Back in the studio, Korfmann and Pfeifer then digitally stitched together the photos to create a single, bird’s-eye view of the various fabrication processes, a technique that took her and her assistants anywhere from a week to a month. Rather than capturing an exact facsimile of the space, the process allowed the photographer to combine all the various facets of artistic production—time-lapse photography collapsed into a single image.
“What you see in the final image isn’t a documentary truth,” Korfmann says. “It’s more of an interpretation of the spot. It’s an assemblage of hundreds of images.” (An exhibition of the images, which Korfmann produced with Pfeifer, will open at Los Angeles’s Kopeikin Gallery on November 11.)

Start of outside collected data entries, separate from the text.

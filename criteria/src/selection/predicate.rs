//! Compile criteria into a storage-level predicate. Fields are validated against the record's
//! filterable metadata and literals are coerced to the declared field type.

use crate::ast::{Clause, Combinator, Condition, Criteria, Operand, Operator};
use crate::config::Config;
use crate::error::BuildError;
use crate::metadata::{FieldInfo, Filterable, MetadataCache, RecordMetadata};
use crate::value::{split_range, Value};
use serde::{Deserialize, Serialize};
use tracing::{debug, warn};

#[derive(Debug, Clone, Copy, PartialEq, Eq, Serialize, Deserialize)]
pub enum Comparison {
    Equal,
    NotEqual,
    LessThan,
    LessThanOrEqual,
    GreaterThan,
    GreaterThanOrEqual,
}

/// Composable predicate handed to the storage layer. Never executed here.
#[derive(Debug, Clone, PartialEq, Serialize, Deserialize)]
pub enum QueryPredicate {
    /// Matches everything; produced for empty criteria without a tenant scope.
    True,
    Compare { field: String, comparison: Comparison, value: Value },
    /// Substring match, `%value%`.
    Contains { field: String, value: String, negated: bool },
    /// Inclusive range.
    Between { field: String, min: Value, max: Value },
    IsNull(String),
    IsNotNull(String),
    And(Box<QueryPredicate>, Box<QueryPredicate>),
    Or(Box<QueryPredicate>, Box<QueryPredicate>),
}

impl QueryPredicate {
    pub fn and(self, other: QueryPredicate) -> QueryPredicate {
        match self {
            QueryPredicate::True => other,
            this => QueryPredicate::And(Box::new(this), Box::new(other)),
        }
    }

    pub fn or(self, other: QueryPredicate) -> QueryPredicate {
        match self {
            QueryPredicate::True => QueryPredicate::True,
            this => QueryPredicate::Or(Box::new(this), Box::new(other)),
        }
    }

    fn combine(self, combinator: Combinator, other: QueryPredicate) -> QueryPredicate {
        match combinator {
            Combinator::And => self.and(other),
            Combinator::Or => self.or(other),
        }
    }
}

pub struct PredicateBuilder<'a> {
    cache: &'a MetadataCache,
    config: Config,
}

impl<'a> PredicateBuilder<'a> {
    pub fn new(cache: &'a MetadataCache) -> Self { Self { cache, config: Config::default() } }

    pub fn with_config(mut self, config: Config) -> Self {
        self.config = config;
        self
    }

    /// Fold `criteria` left to right into one predicate for `R`, then AND a tenant equality
    /// when `tenant` is a non-empty scope.
    pub fn build<R: Filterable>(&self, tenant: Option<&str>, criteria: &Criteria) -> Result<QueryPredicate, BuildError> {
        let metadata = self.cache.metadata_for::<R>();
        let mut predicate = fold(&metadata, criteria)?.unwrap_or(QueryPredicate::True);

        if let Some(tenant) = tenant.filter(|t| !t.is_empty()) {
            predicate = predicate.and(QueryPredicate::Compare {
                field: self.config.tenant_field.clone(),
                comparison: Comparison::Equal,
                value: Value::String(tenant.to_string()),
            });
        }

        debug!("built predicate for {}: {:?}", metadata.record_type(), predicate);
        Ok(predicate)
    }
}

fn fold(metadata: &RecordMetadata, criteria: &Criteria) -> Result<Option<QueryPredicate>, BuildError> {
    let mut accumulated: Option<QueryPredicate> = None;
    for clause in criteria {
        let next = match clause {
            Clause::Condition(condition) => condition_predicate(metadata, condition)?,
            Clause::Group { criteria, .. } => match fold(metadata, criteria)? {
                Some(predicate) => predicate,
                None => continue,
            },
        };
        accumulated = Some(match accumulated {
            None => next,
            Some(left) => left.combine(clause.combinator(), next),
        });
    }
    Ok(accumulated)
}

fn condition_predicate(metadata: &RecordMetadata, condition: &Condition) -> Result<QueryPredicate, BuildError> {
    let info = metadata.field(&condition.field).ok_or_else(|| BuildError::UnknownFilterField {
        field: condition.field.clone(),
        record_type: metadata.record_type().to_string(),
    })?;
    let field = condition.field.clone();

    let literal = match &condition.operand {
        Operand::Text(literal) => literal,
        Operand::Null => {
            return match condition.operator {
                Operator::Equal => Ok(QueryPredicate::IsNull(field)),
                Operator::NotEqual => Ok(QueryPredicate::IsNotNull(field)),
                operator => Err(BuildError::NullOperand { field, operator }),
            }
        }
    };

    let comparison = match condition.operator {
        Operator::Equal => Comparison::Equal,
        Operator::NotEqual => Comparison::NotEqual,
        Operator::LessThan => Comparison::LessThan,
        Operator::LessThanOrEqual => Comparison::LessThanOrEqual,
        Operator::GreaterThan => Comparison::GreaterThan,
        Operator::GreaterThanOrEqual => Comparison::GreaterThanOrEqual,
        Operator::Like | Operator::NotLike => {
            if info.type_tag.is_numeric() {
                debug!("substring match on numeric field {}", info.name);
            }
            return Ok(QueryPredicate::Contains { field, value: literal.clone(), negated: condition.operator == Operator::NotLike });
        }
        Operator::Between => {
            let (min, max) = split_range(literal).ok_or_else(|| BuildError::InvalidRangeFormat(literal.clone()))?;
            return Ok(QueryPredicate::Between { field, min: coerce(info, min), max: coerce(info, max) });
        }
    };
    Ok(QueryPredicate::Compare { field, comparison, value: coerce(info, literal) })
}

/// Coerce to the declared type, falling back to the raw text.
fn coerce(info: &FieldInfo, literal: &str) -> Value {
    info.type_tag.coerce(literal).unwrap_or_else(|e| {
        warn!("field {}: {}; comparing as text", info.name, e);
        Value::String(literal.to_string())
    })
}
//! Splits a filter expression into top-level tokens. Parenthesized groups are kept whole,
//! so nested combinators survive until the group is parsed on its own.

use crate::error::ParseError;
use tracing::trace;

#[derive(Debug, Clone, PartialEq, Eq)]
pub enum Token<'a> {
    /// A single `field op value` condition, trimmed.
    Condition(&'a str),
    /// A parenthesized group, parentheses included.
    Group(&'a str),
    /// `&` or `|`.
    Combinator(&'a str),
}

impl<'a> Token<'a> {
    pub fn as_str(&self) -> &'a str {
        match self {
            Token::Condition(s) | Token::Group(s) | Token::Combinator(s) => s,
        }
    }
}

/// Strip a leading `WHERE` keyword (any case) and surrounding whitespace.
pub fn normalize(input: &str) -> &str {
    let trimmed = input.trim();
    match trimmed.get(..5) {
        Some(keyword) if keyword.eq_ignore_ascii_case("where") => {
            let rest = &trimmed[5..];
            if rest.is_empty() || rest.starts_with(char::is_whitespace) {
                rest.trim_start()
            } else {
                trimmed
            }
        }
        _ => trimmed,
    }
}

pub fn tokenize(input: &str) -> Result<Vec<Token<'_>>, ParseError> {
    check_balance(input)?;

    let mut tokens = Vec::new();
    let mut depth = 0usize;
    let mut start = 0usize;
    let mut quote: Option<char> = None;
    let mut prev: Option<char> = None;

    for (i, c) in input.char_indices() {
        let before = prev.replace(c);
        if let Some(q) = quote {
            if c == q {
                quote = None;
            }
            continue;
        }
        match c {
            '\'' | '"' if opens_quote(before) => quote = Some(c),
            '(' => {
                if depth == 0 {
                    flush_condition(&input[start..i], &mut tokens);
                    start = i;
                }
                depth += 1;
            }
            ')' => {
                depth -= 1;
                if depth == 0 {
                    tokens.push(Token::Group(&input[start..=i]));
                    start = i + 1;
                }
            }
            '&' | '|' if depth == 0 => {
                flush_condition(&input[start..i], &mut tokens);
                tokens.push(Token::Combinator(&input[i..i + 1]));
                start = i + 1;
            }
            _ => {}
        }
    }
    flush_condition(&input[start..], &mut tokens);

    trace!("tokenized {:?} into {:?}", input, tokens);
    Ok(tokens)
}

fn flush_condition<'a>(text: &'a str, tokens: &mut Vec<Token<'a>>) {
    let text = text.trim();
    if !text.is_empty() {
        tokens.push(Token::Condition(text));
    }
}

/// A quote only opens a literal at the start of a word; `don't` stays a bare value.
fn opens_quote(before: Option<char>) -> bool {
    match before {
        None => true,
        Some(c) => c.is_whitespace() || matches!(c, '=' | '!' | '<' | '>' | '~' | '(' | '&' | '|'),
    }
}

/// Parentheses outside quotes must pair up and never close before they open.
fn check_balance(input: &str) -> Result<(), ParseError> {
    let mut depth = 0i64;
    let mut quote: Option<char> = None;
    let mut prev: Option<char> = None;
    for c in input.chars() {
        let before = prev.replace(c);
        if let Some(q) = quote {
            if c == q {
                quote = None;
            }
            continue;
        }
        match c {
            '\'' | '"' if opens_quote(before) => quote = Some(c),
            '(' => depth += 1,
            ')' => {
                depth -= 1;
                if depth < 0 {
                    return Err(ParseError::MalformedExpression("closing parenthesis without a matching opening one".into()));
                }
            }
            _ => {}
        }
    }
    if let Some(q) = quote {
        return Err(ParseError::MalformedExpression(format!("unterminated {} quote", q)));
    }
    if depth != 0 {
        return Err(ParseError::MalformedExpression("unbalanced parentheses".into()));
    }
    Ok(())
}
//! A compact boolean filter language for query strings, such as
//! `name = 'John' & age > 25 | (status = 'active' & role != 'admin')`.
//!
//! Filter text is parsed into [`Criteria`], which can then either be compiled into a
//! [`QueryPredicate`] for a queryable store, or evaluated directly against materialized records
//! through [`FieldReader`].
//!
//! | Operator | Meaning                     |
//! |----------|-----------------------------|
//! | `=` `!=` | equal / not equal           |
//! | `<` `<=` `>` `>=` | ordered comparison |
//! | `~` `!~` | contains / does not contain |
//! | `<>`     | inclusive range, `min:max`  |
//!
//! Conditions combine with `&` and `|` strictly left to right; use parentheses to group.
//! An unquoted `null` matches absent values.

pub mod ast;
pub mod config;
pub mod conversion;
pub mod error;
pub mod grammar;
pub mod metadata;
pub mod parser;
pub mod selection;
pub mod tokenizer;
pub mod value;

use std::collections::BTreeMap;

pub use ast::{Clause, Combinator, Condition, Criteria, Operand, Operator};
pub use config::Config;
pub use error::{BuildError, Error, EvaluationError, InvalidFilterExpression, ParseError};
pub use metadata::{FieldInfo, Filterable, MetadataCache, RecordMetadata};
pub use selection::filter::{evaluate, filter_records, FieldReader, FilterIterator, FilterResult};
pub use selection::predicate::{Comparison, PredicateBuilder, QueryPredicate};
pub use value::{TypeTag, Value};

#[cfg(feature = "derive")]
pub use criteria_derive::Filterable;

/// Parse filter text. Blank text yields empty criteria.
pub fn parse_filter_expression(text: &str) -> Result<Criteria, InvalidFilterExpression> { parser::parse_criteria(text) }

/// `{field name -> type name}` for every filterable field of `R`.
pub fn describe_filterable_fields<R: Filterable>(cache: &MetadataCache) -> BTreeMap<String, String> { cache.describe::<R>() }

/// Compile criteria into a storage predicate for `R`, scoped to `tenant` when one is given.
pub fn build_query_predicate<R: Filterable>(
    cache: &MetadataCache,
    tenant: Option<&str>,
    criteria: &Criteria,
) -> Result<QueryPredicate, BuildError> {
    PredicateBuilder::new(cache).build::<R>(tenant, criteria)
}

/// Evaluate criteria against one materialized record.
pub fn evaluate_in_memory<R: FieldReader + ?Sized>(record: &R, criteria: &Criteria) -> Result<bool, EvaluationError> {
    selection::filter::evaluate(record, criteria)
}

#[cfg(test)]
#[ctor::ctor]
fn init_tracing() {
    use std::str::FromStr;
    use tracing::Level;

    let level = std::env::var("LOG_LEVEL").ok().and_then(|level| Level::from_str(&level).ok()).unwrap_or(Level::INFO);
    let _ = tracing_subscriber::fmt().with_max_level(level).with_test_writer().try_init();
}
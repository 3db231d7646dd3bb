use pest_derive::Parser;

#[derive(Parser)]
#[grammar = "criteria.pest"]
pub struct CriteriaParser;
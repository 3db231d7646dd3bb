pub mod filter;
pub mod predicate;
pub mod sql;
//! Filter already-materialized records against criteria. This is the path for records that cannot be
//! filtered at the storage layer, such as opaque JSON documents.

use crate::ast::{Clause, Condition, Criteria, Operand, Operator};
use crate::error::EvaluationError;
use crate::value::{compare_with_fallback, parse_number, split_range, Value};
use std::cmp::Ordering;
use std::collections::{BTreeMap, HashMap};
use tracing::error;

/// Field access by name.
pub trait FieldReader {
    /// `None` when the record has no such field. A field that exists without a value is `Some(Value::Null)`.
    fn field(&self, name: &str) -> Option<Value>;
}

impl<T: FieldReader + ?Sized> FieldReader for &T {
    fn field(&self, name: &str) -> Option<Value> { (**self).field(name) }
}

impl FieldReader for HashMap<String, Value> {
    fn field(&self, name: &str) -> Option<Value> { self.get(name).cloned() }
}

impl FieldReader for BTreeMap<String, Value> {
    fn field(&self, name: &str) -> Option<Value> { self.get(name).cloned() }
}

impl FieldReader for serde_json::Map<String, serde_json::Value> {
    /// Dotted names descend into nested objects unless the literal key exists.
    fn field(&self, name: &str) -> Option<Value> {
        if let Some(value) = self.get(name) {
            return Some(json_value(value));
        }
        let mut parts = name.split('.');
        let mut current = self.get(parts.next()?)?;
        for part in parts {
            current = current.as_object()?.get(part)?;
        }
        Some(json_value(current))
    }
}

impl FieldReader for serde_json::Value {
    fn field(&self, name: &str) -> Option<Value> { self.as_object()?.field(name) }
}

fn json_value(value: &serde_json::Value) -> Value {
    match value {
        serde_json::Value::Null => Value::Null,
        serde_json::Value::Bool(b) => Value::Bool(*b),
        serde_json::Value::Number(n) => match n.as_i64() {
            Some(i) => Value::I64(i),
            None => n.as_f64().map(Value::F64).unwrap_or_else(|| Value::String(n.to_string())),
        },
        serde_json::Value::String(s) => Value::String(s.clone()),
        other => Value::String(other.to_string()),
    }
}

/// Evaluate `criteria` against one record, folding left to right. Empty criteria match everything.
/// Every condition is evaluated so a missing field is always reported.
pub fn evaluate<R: FieldReader + ?Sized>(record: &R, criteria: &Criteria) -> Result<bool, EvaluationError> {
    let mut accumulated: Option<bool> = None;
    for clause in criteria {
        let result = match clause {
            Clause::Condition(condition) => evaluate_condition(record, condition)?,
            Clause::Group { criteria, .. } => evaluate(record, criteria)?,
        };
        accumulated = Some(match accumulated {
            None => result,
            Some(left) => clause.combinator().apply(left, result),
        });
    }
    Ok(accumulated.unwrap_or(true))
}

pub fn evaluate_condition<R: FieldReader + ?Sized>(record: &R, condition: &Condition) -> Result<bool, EvaluationError> {
    let value = record.field(&condition.field).ok_or_else(|| {
        error!("record has no field {:?}", condition.field);
        EvaluationError::FieldAccess { field: condition.field.clone() }
    })?;

    let literal = match &condition.operand {
        Operand::Text(literal) => literal.as_str(),
        Operand::Null => {
            return match condition.operator {
                Operator::Equal => Ok(value.is_null()),
                Operator::NotEqual => Ok(!value.is_null()),
                Operator::Between => Err(EvaluationError::InvalidRangeFormat("null".into())),
                _ => Ok(false),
            }
        }
    };

    Ok(match condition.operator {
        Operator::Equal => equals(&value, literal),
        Operator::NotEqual => !equals(&value, literal),
        Operator::Like => contains(&value, literal),
        Operator::NotLike => !contains(&value, literal),
        Operator::LessThan => ordering(&value, literal) == Some(Ordering::Less),
        Operator::LessThanOrEqual => matches!(ordering(&value, literal), Some(Ordering::Less | Ordering::Equal)),
        Operator::GreaterThan => ordering(&value, literal) == Some(Ordering::Greater),
        Operator::GreaterThanOrEqual => matches!(ordering(&value, literal), Some(Ordering::Greater | Ordering::Equal)),
        Operator::Between => {
            let (min, max) = split_range(literal).ok_or_else(|| EvaluationError::InvalidRangeFormat(literal.to_string()))?;
            in_range(&value, min, max)
        }
    })
}

fn equals(value: &Value, literal: &str) -> bool {
    match value {
        Value::Null => false,
        Value::Bool(b) => literal.trim().eq_ignore_ascii_case(if *b { "true" } else { "false" }),
        v if v.is_numeric() => numeric_equals(v, literal.trim()).unwrap_or_else(|| v.to_string() == literal),
        v => v.to_string() == literal,
    }
}

/// Equality in the value's own numeric domain; `None` when the literal is not a number.
fn numeric_equals(value: &Value, literal: &str) -> Option<bool> {
    match value {
        Value::I32(n) => integer_equals(i64::from(*n), literal),
        Value::I64(n) => integer_equals(*n, literal),
        Value::F32(n) => literal.parse::<f32>().ok().filter(|x| !x.is_nan()).map(|x| x == *n),
        Value::F64(n) => literal.parse::<f64>().ok().filter(|x| !x.is_nan()).map(|x| x == *n),
        _ => None,
    }
}

fn integer_equals(n: i64, literal: &str) -> Option<bool> {
    if let Ok(expected) = literal.parse::<i64>() {
        return Some(n == expected);
    }
    let expected = parse_number(literal)?;
    let in_range = expected.fract() == 0.0 && expected >= i64::MIN as f64 && expected < i64::MAX as f64;
    Some(in_range && expected as i64 == n)
}

fn contains(value: &Value, literal: &str) -> bool { value.as_text().is_some_and(|text| text.contains(literal)) }

fn ordering(value: &Value, literal: &str) -> Option<Ordering> { value.as_text().map(|text| compare_with_fallback(&text, literal)) }

fn in_range(value: &Value, min: &str, max: &str) -> bool {
    let Some(text) = value.as_text() else {
        return false;
    };
    match (parse_number(&text), parse_number(min), parse_number(max)) {
        (Some(number), Some(min), Some(max)) => min <= number && number <= max,
        _ => min <= text.as_str() && text.as_str() <= max,
    }
}

#[derive(Debug, PartialEq)]
pub enum FilterResult<R> {
    Pass(R),
    Skip(R),
    Error(R, EvaluationError),
}

pub struct FilterIterator<'c, I> {
    iter: I,
    criteria: &'c Criteria,
}

impl<'c, I, R> FilterIterator<'c, I>
where
    I: Iterator<Item = R>,
    R: FieldReader,
{
    pub fn new(iter: I, criteria: &'c Criteria) -> Self { Self { iter, criteria } }
}

impl<I, R> Iterator for FilterIterator<'_, I>
where
    I: Iterator<Item = R>,
    R: FieldReader,
{
    type Item = FilterResult<R>;

    fn next(&mut self) -> Option<Self::Item> {
        self.iter.next().map(|record| match evaluate(&record, self.criteria) {
            Ok(true) => FilterResult::Pass(record),
            Ok(false) => FilterResult::Skip(record),
            Err(e) => FilterResult::Error(record, e),
        })
    }
}

/// Keep the records that match, stopping at the first evaluation error.
pub fn filter_records<R, I>(records: I, criteria: &Criteria) -> Result<Vec<R>, EvaluationError>
where
    I: IntoIterator<Item = R>,
    R: FieldReader,
{
    if criteria.is_empty() {
        return Ok(records.into_iter().collect());
    }
    let mut matched = Vec::new();
    for result in FilterIterator::new(records.into_iter(), criteria) {
        match result {
            FilterResult::Pass(record) => matched.push(record),
            FilterResult::Skip(_) => {}
            FilterResult::Error(_, e) => return Err(e),
        }
    }
    Ok(matched)
}
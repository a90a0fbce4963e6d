//! Magento search-criteria querystring grammar.
//!
//! The Magento REST search endpoint takes its filter predicates as a
//! bracketed querystring:
//!
//! ```text
//! searchCriteria[filter_groups][<group>][filters][<index>][field]=<field>
//! &searchCriteria[filter_groups][<group>][filters][<index>][value]=<value>
//! &searchCriteria[filter_groups][<group>][filters][<index>][condition_type]=<op>
//! ```
//!
//! Filters inside one group are combined with AND; distinct groups are
//! combined with OR. This crate models that grammar with three types:
//!
//! - [`ConditionType`]: one comparison operator (or a literal field name /
//!   search value), constructed only through factories so the wire token is
//!   always one of the known Magento codes
//! - [`SearchCriteriaEntry`]: one `(field, value, condition)` predicate bound
//!   to a filter group and an index within that group
//! - [`SearchCriteria`]: the ordered group/index container that renders the
//!   full querystring
//!
//! # Example
//!
//! ```
//! use magento_search::{ConditionType, SearchCriteria};
//!
//! let mut criteria = SearchCriteria::new();
//! criteria.add_criterion("sku", "WS-01", ConditionType::equals())?;
//! criteria.add_and_criterion("status", "1", ConditionType::equals())?;
//!
//! let qs = criteria.to_query_string(true);
//! assert!(qs.starts_with("?searchCriteria[filter_groups][0][filters][0][field]=sku"));
//! # Ok::<(), magento_search::SearchError>(())
//! ```

pub mod condition;
pub mod criteria;
pub mod entry;

pub use condition::{ConditionKind, ConditionType};
pub use criteria::SearchCriteria;
pub use entry::SearchCriteriaEntry;

/// Unified error type for search-criteria construction.
///
/// Both variants are raised immediately at the call boundary; nothing in
/// this crate suppresses or defers them.
#[derive(thiserror::Error, Debug, Clone, PartialEq, Eq)]
pub enum SearchError {
    /// A required argument was empty or used in a position it cannot occupy
    /// (for example a `field`/`value` literal passed where an operator is
    /// expected).
    #[error("invalid argument: {0}")]
    InvalidArgument(String),

    /// A supplied filter group skips more than one group number ahead of the
    /// current maximum.
    #[error("filter group {group} out of range (must not exceed {bound})")]
    GroupOutOfRange { group: u32, bound: u32 },
}

pub type SearchResult<T> = Result<T, SearchError>;
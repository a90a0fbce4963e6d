//! Base64-encoded image payloads of the Magento media gallery interface.

use base64::Engine;
use base64::engine::general_purpose::STANDARD;
use serde::{Deserialize, Serialize};

/// Errors raised when validating image content.
#[derive(thiserror::Error, Debug)]
pub enum ImageError {
    #[error("malformed base64 image data: {0}")]
    MalformedBase64(#[from] base64::DecodeError),

    #[error("image content is empty")]
    Empty,
}

/// Inline image content as Magento's REST API carries it: the payload
/// base64-encoded next to its MIME type and file name.
#[derive(Clone, Debug, Serialize, Deserialize, PartialEq, Eq)]
pub struct ImageContent {
    pub base64_encoded_data: String,
    #[serde(rename = "type")]
    pub mime_type: String,
    pub name: String,
}

impl ImageContent {
    pub fn new(
        base64_encoded_data: impl Into<String>,
        mime_type: impl Into<String>,
        name: impl Into<String>,
    ) -> Self {
        Self {
            base64_encoded_data: base64_encoded_data.into(),
            mime_type: mime_type.into(),
            name: name.into(),
        }
    }

    /// Decode the payload, validating the base64 encoding.
    ///
    /// # Errors
    ///
    /// [`ImageError::Empty`] when no data is present,
    /// [`ImageError::MalformedBase64`] when the payload is not valid base64.
    pub fn decode(&self) -> Result<Vec<u8>, ImageError> {
        if self.base64_encoded_data.is_empty() {
            return Err(ImageError::Empty);
        }
        Ok(STANDARD.decode(&self.base64_encoded_data)?)
    }
}

#[cfg(test)]
mod tests {
    use super::*;

    #[test]
    fn decodes_valid_payload() {
        let image = ImageContent::new("aGVsbG8=", "image/png", "hello.png");
        assert_eq!(image.decode().unwrap(), b"hello");
    }

    #[test]
    fn malformed_base64_is_a_format_error() {
        let image = ImageContent::new("not@base64!", "image/png", "broken.png");
        assert!(matches!(
            image.decode(),
            Err(ImageError::MalformedBase64(_))
        ));
    }

    #[test]
    fn empty_payload_is_rejected() {
        let image = ImageContent::new("", "image/png", "empty.png");
        assert!(matches!(image.decode(), Err(ImageError::Empty)));
    }

    #[test]
    fn serde_uses_magento_field_names() {
        let image = ImageContent::new("aGVsbG8=", "image/png", "hello.png");
        let json = serde_json::to_value(&image).unwrap();
        assert_eq!(json["type"], "image/png");
        assert_eq!(json["base64_encoded_data"], "aGVsbG8=");
    }
}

An alternative way to capture such a wide array of action in a single shot would have been to use a fish-eye lens, Korfmann says, but that would have distorted the edges of the image. Only by painstakingly assembling dozens of discrete high-resolution images could she create a final image with such remarkable clarity. Many of the photographs show dozens of people, each of whom Korfmann shot individually and then combined into a single master shot. But Korfmann rejects the idea that using such digital legerdemain is somehow “cheating.”
“Even if you take one picture, you choose the moment of reality,” she points out. “From the moment you exclude something from reality, you’re giving an interpretation. What I do is really just an extension of that.”
1 Correction appended, 8/21/2018, 2:02 pm EDT: This story was changed to make clear that Korfmann and Pfeifer collaborated on the project equally, rather than Korfmann producing with Pfeifer's assistance.